## YOUR OBJECTIVE
Filter the entries for the word "value". Copy each line that has it.

## DATA SHOWN
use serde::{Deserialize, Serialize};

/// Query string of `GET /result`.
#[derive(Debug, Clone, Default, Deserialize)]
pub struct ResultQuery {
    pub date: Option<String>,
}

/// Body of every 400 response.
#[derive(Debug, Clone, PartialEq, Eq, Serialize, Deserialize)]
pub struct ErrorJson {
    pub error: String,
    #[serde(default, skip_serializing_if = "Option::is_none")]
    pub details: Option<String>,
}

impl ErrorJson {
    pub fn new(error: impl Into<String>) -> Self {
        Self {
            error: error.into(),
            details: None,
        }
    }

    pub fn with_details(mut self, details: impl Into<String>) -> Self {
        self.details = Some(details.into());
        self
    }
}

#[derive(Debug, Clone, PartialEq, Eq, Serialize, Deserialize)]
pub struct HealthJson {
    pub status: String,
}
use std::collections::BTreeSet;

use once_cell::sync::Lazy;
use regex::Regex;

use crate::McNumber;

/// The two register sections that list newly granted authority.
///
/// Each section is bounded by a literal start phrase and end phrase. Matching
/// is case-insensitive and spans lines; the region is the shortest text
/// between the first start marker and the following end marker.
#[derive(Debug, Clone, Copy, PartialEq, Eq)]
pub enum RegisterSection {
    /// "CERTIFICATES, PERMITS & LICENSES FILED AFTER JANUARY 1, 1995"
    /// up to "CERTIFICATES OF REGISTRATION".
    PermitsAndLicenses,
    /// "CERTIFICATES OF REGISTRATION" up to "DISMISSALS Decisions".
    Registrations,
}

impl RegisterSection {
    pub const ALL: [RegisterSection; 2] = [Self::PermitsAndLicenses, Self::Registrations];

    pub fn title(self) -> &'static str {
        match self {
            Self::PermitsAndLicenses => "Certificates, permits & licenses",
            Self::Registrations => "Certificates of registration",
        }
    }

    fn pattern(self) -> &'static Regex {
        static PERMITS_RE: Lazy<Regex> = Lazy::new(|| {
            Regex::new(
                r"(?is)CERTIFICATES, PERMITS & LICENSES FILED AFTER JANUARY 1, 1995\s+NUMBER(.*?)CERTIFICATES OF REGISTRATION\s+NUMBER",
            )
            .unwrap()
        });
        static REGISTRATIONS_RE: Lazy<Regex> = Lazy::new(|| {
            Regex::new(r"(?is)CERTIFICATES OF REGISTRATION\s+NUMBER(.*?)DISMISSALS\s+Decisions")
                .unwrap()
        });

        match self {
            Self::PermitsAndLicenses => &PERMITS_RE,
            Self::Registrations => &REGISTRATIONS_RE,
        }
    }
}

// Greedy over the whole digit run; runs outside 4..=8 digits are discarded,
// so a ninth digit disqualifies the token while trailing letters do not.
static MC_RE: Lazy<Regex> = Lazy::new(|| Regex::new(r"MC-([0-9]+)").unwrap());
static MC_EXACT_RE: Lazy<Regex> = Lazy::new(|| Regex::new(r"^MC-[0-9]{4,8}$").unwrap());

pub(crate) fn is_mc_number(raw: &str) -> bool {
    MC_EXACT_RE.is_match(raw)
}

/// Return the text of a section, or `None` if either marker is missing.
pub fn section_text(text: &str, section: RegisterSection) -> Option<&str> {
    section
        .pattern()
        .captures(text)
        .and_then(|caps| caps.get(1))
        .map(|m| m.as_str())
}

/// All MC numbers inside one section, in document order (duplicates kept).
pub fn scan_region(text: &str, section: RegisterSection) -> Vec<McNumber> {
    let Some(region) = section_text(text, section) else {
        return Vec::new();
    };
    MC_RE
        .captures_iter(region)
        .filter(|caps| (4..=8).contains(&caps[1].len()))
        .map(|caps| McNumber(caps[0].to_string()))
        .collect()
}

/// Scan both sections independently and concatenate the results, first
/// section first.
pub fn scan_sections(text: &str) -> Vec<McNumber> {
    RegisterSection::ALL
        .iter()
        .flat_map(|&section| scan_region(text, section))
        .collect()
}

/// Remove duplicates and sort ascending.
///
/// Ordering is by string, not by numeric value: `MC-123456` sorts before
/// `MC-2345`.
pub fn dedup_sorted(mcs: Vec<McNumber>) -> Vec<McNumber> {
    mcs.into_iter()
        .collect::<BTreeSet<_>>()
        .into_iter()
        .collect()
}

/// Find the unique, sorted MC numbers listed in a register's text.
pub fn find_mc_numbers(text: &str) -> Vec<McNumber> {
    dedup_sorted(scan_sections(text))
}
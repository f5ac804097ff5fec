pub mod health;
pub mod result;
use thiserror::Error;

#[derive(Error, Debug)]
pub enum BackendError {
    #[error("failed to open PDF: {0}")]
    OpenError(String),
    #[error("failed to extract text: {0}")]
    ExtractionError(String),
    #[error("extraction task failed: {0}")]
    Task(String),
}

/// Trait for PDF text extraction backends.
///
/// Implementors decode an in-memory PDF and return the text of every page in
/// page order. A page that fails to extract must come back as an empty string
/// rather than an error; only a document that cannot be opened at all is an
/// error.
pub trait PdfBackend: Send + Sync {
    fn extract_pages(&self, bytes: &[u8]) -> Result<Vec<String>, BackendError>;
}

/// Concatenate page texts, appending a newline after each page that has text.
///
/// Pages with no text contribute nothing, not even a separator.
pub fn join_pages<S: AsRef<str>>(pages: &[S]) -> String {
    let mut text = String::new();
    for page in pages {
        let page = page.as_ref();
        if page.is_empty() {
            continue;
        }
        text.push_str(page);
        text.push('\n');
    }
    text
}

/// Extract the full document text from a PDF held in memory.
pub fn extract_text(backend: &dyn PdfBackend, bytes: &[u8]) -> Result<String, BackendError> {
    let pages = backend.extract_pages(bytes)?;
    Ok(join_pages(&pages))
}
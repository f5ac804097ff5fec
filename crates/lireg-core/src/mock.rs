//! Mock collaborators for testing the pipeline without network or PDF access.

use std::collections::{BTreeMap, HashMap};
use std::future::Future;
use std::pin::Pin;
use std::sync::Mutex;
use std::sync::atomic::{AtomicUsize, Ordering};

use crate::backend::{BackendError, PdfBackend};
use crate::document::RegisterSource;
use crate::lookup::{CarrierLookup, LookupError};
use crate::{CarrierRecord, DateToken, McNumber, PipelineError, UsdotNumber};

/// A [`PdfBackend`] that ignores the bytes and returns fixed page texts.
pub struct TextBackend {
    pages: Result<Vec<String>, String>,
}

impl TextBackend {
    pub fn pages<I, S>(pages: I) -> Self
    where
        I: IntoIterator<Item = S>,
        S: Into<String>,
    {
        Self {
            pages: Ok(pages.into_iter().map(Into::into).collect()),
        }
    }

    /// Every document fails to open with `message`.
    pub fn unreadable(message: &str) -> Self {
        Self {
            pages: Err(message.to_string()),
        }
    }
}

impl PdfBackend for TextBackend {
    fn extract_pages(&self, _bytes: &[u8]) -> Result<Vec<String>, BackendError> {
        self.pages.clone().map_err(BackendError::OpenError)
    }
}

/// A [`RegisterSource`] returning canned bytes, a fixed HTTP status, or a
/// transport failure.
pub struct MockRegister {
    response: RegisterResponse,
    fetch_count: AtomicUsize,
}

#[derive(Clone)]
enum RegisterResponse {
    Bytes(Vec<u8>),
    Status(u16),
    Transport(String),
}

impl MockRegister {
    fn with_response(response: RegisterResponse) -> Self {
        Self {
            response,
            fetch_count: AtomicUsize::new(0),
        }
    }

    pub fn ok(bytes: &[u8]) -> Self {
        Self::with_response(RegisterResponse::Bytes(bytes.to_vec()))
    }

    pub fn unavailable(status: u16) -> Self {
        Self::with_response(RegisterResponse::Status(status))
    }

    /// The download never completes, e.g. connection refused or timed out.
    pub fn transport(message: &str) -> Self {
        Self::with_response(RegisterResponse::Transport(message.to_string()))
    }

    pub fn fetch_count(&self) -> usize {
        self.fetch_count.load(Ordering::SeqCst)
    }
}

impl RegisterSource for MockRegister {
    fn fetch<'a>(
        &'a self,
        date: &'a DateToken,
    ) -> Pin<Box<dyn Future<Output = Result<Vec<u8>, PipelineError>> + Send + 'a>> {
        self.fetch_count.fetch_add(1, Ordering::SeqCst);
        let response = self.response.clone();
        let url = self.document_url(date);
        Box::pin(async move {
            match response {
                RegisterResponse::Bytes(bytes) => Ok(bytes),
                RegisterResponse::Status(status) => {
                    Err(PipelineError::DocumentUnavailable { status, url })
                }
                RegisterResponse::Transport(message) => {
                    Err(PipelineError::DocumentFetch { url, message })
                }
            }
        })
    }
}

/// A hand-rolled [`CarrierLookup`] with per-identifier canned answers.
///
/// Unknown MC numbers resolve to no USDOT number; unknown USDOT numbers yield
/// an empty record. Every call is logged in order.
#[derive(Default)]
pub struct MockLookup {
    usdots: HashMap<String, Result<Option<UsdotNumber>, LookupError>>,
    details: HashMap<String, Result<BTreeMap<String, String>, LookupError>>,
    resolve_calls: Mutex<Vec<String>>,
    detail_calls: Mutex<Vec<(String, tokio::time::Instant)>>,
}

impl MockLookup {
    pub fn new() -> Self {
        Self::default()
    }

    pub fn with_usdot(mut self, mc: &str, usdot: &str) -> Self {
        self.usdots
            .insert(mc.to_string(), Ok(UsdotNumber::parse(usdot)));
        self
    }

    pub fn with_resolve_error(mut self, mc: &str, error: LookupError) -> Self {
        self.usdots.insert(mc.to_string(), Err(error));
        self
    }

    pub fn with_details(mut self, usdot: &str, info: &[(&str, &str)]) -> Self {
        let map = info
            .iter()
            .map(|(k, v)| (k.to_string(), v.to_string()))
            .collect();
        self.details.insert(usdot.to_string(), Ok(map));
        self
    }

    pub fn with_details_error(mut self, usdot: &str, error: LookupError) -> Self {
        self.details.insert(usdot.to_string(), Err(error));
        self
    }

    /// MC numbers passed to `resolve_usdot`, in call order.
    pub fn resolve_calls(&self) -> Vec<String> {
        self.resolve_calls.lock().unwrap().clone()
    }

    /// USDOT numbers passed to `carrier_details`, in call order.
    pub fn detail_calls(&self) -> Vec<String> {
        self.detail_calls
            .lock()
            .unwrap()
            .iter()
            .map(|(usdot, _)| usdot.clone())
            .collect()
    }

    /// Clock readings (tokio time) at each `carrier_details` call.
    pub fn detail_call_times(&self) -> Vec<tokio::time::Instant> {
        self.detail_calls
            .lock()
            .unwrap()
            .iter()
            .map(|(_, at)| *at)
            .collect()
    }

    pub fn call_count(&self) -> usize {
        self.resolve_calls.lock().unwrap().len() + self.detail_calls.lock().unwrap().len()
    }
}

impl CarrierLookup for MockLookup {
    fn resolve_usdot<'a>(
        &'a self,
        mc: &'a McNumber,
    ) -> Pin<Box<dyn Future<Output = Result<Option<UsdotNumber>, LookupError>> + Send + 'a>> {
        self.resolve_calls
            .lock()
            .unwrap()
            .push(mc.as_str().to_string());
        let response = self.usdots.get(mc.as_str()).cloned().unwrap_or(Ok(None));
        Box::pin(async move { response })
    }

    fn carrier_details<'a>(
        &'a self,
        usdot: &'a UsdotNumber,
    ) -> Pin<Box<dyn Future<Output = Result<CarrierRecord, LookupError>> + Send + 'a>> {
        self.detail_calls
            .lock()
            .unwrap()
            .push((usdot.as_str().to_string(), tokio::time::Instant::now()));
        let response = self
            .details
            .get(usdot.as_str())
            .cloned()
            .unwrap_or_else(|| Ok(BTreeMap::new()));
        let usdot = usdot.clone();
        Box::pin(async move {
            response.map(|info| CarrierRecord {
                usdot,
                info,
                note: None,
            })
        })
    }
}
==
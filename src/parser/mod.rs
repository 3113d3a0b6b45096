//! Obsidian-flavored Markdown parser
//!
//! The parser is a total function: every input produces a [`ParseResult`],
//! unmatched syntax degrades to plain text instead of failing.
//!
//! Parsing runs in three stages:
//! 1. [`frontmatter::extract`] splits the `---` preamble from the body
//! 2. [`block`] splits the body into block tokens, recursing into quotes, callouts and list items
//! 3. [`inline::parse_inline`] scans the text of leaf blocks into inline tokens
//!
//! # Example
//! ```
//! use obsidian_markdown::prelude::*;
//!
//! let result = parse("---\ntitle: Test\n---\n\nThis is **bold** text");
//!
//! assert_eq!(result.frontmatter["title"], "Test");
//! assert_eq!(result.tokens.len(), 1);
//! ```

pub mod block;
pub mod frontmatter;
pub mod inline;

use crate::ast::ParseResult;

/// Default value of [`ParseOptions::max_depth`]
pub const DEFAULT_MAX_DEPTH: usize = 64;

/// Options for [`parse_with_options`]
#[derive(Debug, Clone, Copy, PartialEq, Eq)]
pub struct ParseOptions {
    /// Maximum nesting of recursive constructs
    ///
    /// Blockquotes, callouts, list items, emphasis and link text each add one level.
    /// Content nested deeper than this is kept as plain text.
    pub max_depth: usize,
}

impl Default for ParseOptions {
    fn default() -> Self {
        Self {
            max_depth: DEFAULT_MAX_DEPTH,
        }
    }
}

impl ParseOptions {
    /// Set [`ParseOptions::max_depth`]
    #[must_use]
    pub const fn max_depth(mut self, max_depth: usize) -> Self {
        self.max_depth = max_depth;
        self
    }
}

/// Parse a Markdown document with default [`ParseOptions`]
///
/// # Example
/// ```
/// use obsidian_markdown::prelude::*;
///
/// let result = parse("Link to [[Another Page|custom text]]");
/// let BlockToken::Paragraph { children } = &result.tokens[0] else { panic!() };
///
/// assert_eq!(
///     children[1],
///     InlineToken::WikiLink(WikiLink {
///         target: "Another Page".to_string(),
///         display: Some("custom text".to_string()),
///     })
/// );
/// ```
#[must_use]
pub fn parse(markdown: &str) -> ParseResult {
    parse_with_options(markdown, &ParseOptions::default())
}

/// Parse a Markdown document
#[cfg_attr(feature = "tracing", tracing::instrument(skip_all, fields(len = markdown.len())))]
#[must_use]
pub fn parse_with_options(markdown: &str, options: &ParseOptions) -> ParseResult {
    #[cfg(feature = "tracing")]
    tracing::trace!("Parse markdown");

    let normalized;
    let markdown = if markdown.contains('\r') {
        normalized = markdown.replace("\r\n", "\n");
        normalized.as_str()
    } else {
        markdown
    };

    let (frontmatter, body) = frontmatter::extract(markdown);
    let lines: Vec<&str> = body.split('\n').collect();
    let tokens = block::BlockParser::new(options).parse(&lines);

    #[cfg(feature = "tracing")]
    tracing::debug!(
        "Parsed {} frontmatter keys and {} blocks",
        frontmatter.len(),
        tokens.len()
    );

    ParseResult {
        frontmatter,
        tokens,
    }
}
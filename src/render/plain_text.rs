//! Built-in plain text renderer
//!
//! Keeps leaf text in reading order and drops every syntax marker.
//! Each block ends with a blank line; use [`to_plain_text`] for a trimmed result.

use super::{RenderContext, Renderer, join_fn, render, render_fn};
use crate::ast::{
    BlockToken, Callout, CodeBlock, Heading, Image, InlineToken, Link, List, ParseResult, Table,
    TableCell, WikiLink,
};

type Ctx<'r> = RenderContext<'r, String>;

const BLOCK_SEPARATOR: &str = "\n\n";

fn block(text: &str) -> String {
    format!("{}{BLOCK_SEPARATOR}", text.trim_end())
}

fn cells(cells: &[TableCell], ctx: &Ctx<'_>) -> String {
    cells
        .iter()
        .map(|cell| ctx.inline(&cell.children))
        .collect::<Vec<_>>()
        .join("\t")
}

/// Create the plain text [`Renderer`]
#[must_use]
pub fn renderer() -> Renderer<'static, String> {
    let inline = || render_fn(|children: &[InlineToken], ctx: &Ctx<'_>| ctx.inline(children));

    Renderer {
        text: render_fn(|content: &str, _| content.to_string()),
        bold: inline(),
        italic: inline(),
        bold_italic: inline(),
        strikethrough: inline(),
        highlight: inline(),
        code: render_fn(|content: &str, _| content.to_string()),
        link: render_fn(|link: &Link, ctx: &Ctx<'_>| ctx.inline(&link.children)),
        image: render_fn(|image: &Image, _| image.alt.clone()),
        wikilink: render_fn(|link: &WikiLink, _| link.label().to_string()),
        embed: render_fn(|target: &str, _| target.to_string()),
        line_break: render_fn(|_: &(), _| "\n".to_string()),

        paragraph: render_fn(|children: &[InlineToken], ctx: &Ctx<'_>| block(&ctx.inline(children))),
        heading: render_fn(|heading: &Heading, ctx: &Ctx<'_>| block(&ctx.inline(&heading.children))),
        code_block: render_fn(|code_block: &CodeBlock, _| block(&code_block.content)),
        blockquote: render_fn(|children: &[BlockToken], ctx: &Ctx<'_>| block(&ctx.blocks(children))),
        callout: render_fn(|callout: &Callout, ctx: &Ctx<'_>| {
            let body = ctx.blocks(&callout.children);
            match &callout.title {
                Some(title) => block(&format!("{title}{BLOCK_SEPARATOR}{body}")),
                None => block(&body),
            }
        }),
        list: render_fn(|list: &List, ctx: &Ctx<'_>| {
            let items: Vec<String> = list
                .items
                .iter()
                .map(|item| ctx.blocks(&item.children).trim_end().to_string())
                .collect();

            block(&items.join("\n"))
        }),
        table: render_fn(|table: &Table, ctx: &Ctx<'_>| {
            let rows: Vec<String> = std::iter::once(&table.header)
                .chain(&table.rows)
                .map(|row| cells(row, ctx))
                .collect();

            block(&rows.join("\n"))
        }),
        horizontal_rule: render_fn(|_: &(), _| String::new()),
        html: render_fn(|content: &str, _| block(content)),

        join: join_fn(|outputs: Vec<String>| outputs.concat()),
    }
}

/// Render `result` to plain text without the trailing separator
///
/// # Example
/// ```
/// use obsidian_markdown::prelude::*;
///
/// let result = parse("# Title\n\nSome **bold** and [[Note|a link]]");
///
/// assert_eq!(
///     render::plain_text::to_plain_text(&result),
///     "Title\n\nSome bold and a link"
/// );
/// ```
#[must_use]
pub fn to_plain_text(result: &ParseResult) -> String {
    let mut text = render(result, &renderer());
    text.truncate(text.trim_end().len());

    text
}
--
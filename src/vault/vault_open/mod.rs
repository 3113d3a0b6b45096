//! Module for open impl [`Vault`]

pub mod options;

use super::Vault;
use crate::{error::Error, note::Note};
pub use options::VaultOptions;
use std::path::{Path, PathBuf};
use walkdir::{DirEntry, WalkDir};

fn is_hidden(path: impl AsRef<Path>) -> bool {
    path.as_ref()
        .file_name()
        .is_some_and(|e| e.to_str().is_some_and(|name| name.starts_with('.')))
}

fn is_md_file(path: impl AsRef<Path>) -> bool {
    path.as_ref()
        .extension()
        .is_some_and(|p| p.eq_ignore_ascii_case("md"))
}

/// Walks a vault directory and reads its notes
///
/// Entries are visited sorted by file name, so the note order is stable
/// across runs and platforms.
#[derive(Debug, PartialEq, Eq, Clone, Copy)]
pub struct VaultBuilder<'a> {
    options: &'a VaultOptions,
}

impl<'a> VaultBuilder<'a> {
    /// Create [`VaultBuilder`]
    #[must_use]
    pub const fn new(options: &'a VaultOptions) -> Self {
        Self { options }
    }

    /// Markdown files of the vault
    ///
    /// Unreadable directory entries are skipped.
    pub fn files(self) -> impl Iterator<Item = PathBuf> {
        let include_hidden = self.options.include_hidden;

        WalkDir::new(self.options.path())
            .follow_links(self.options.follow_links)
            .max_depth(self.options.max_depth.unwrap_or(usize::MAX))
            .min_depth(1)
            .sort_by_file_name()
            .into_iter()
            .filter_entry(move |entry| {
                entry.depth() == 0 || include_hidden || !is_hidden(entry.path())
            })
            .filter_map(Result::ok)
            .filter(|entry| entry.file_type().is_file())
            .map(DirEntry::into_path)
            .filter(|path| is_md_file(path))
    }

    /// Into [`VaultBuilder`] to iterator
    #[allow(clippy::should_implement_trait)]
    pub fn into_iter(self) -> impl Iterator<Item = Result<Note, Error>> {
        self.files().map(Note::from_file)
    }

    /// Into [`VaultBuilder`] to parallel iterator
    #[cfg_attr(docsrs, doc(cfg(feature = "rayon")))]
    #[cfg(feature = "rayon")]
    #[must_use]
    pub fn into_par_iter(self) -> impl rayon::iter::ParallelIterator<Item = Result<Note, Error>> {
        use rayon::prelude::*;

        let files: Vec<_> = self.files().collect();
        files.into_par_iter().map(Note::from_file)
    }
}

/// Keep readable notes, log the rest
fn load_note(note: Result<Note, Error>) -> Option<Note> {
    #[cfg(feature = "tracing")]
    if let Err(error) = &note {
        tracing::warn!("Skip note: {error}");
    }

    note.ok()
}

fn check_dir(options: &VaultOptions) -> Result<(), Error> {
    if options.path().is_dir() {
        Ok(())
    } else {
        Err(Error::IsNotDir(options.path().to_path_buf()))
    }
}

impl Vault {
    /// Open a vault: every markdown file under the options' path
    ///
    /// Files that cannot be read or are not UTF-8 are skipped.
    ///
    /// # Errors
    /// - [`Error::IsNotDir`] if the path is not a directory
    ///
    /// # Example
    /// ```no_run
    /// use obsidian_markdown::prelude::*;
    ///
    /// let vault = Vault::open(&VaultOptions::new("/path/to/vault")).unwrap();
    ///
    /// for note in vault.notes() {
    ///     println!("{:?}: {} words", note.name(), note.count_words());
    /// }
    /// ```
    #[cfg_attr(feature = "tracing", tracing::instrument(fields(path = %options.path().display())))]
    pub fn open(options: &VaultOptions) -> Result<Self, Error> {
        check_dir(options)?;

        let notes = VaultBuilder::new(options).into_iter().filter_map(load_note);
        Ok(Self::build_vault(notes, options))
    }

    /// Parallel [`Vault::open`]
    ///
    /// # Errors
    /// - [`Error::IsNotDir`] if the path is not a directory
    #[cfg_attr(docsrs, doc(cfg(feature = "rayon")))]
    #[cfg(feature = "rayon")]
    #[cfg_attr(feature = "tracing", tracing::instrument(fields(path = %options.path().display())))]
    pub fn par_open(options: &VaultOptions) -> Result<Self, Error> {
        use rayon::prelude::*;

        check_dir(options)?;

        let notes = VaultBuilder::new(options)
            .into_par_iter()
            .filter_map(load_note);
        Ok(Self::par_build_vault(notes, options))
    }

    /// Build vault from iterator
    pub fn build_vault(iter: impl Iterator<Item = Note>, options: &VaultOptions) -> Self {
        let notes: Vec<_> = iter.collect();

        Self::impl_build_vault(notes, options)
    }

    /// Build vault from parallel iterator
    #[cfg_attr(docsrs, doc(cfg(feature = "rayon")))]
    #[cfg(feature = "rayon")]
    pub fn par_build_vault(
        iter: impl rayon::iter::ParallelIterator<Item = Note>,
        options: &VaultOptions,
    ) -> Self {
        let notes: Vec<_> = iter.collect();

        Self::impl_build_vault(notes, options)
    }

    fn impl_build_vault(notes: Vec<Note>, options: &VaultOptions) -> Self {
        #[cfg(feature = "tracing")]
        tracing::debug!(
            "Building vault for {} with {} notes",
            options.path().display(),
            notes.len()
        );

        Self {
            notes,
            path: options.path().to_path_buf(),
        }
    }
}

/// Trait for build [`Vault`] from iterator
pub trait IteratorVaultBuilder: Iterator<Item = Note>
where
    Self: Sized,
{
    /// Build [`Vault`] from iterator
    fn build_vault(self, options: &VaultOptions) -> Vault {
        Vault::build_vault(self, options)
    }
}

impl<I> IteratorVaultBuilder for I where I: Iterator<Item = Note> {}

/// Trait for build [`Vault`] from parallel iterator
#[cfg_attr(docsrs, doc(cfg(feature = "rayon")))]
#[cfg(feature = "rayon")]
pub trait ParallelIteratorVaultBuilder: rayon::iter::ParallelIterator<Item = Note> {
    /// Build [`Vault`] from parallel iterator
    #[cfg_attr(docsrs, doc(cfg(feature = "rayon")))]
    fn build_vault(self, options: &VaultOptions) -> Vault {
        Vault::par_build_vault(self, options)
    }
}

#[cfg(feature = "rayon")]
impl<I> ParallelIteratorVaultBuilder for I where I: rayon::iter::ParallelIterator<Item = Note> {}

## RESULT BELOW
/// Ordering is by string, not by numeric value: `MC-123456` sorts before
/// Default value of [`ParseOptions::max_depth`]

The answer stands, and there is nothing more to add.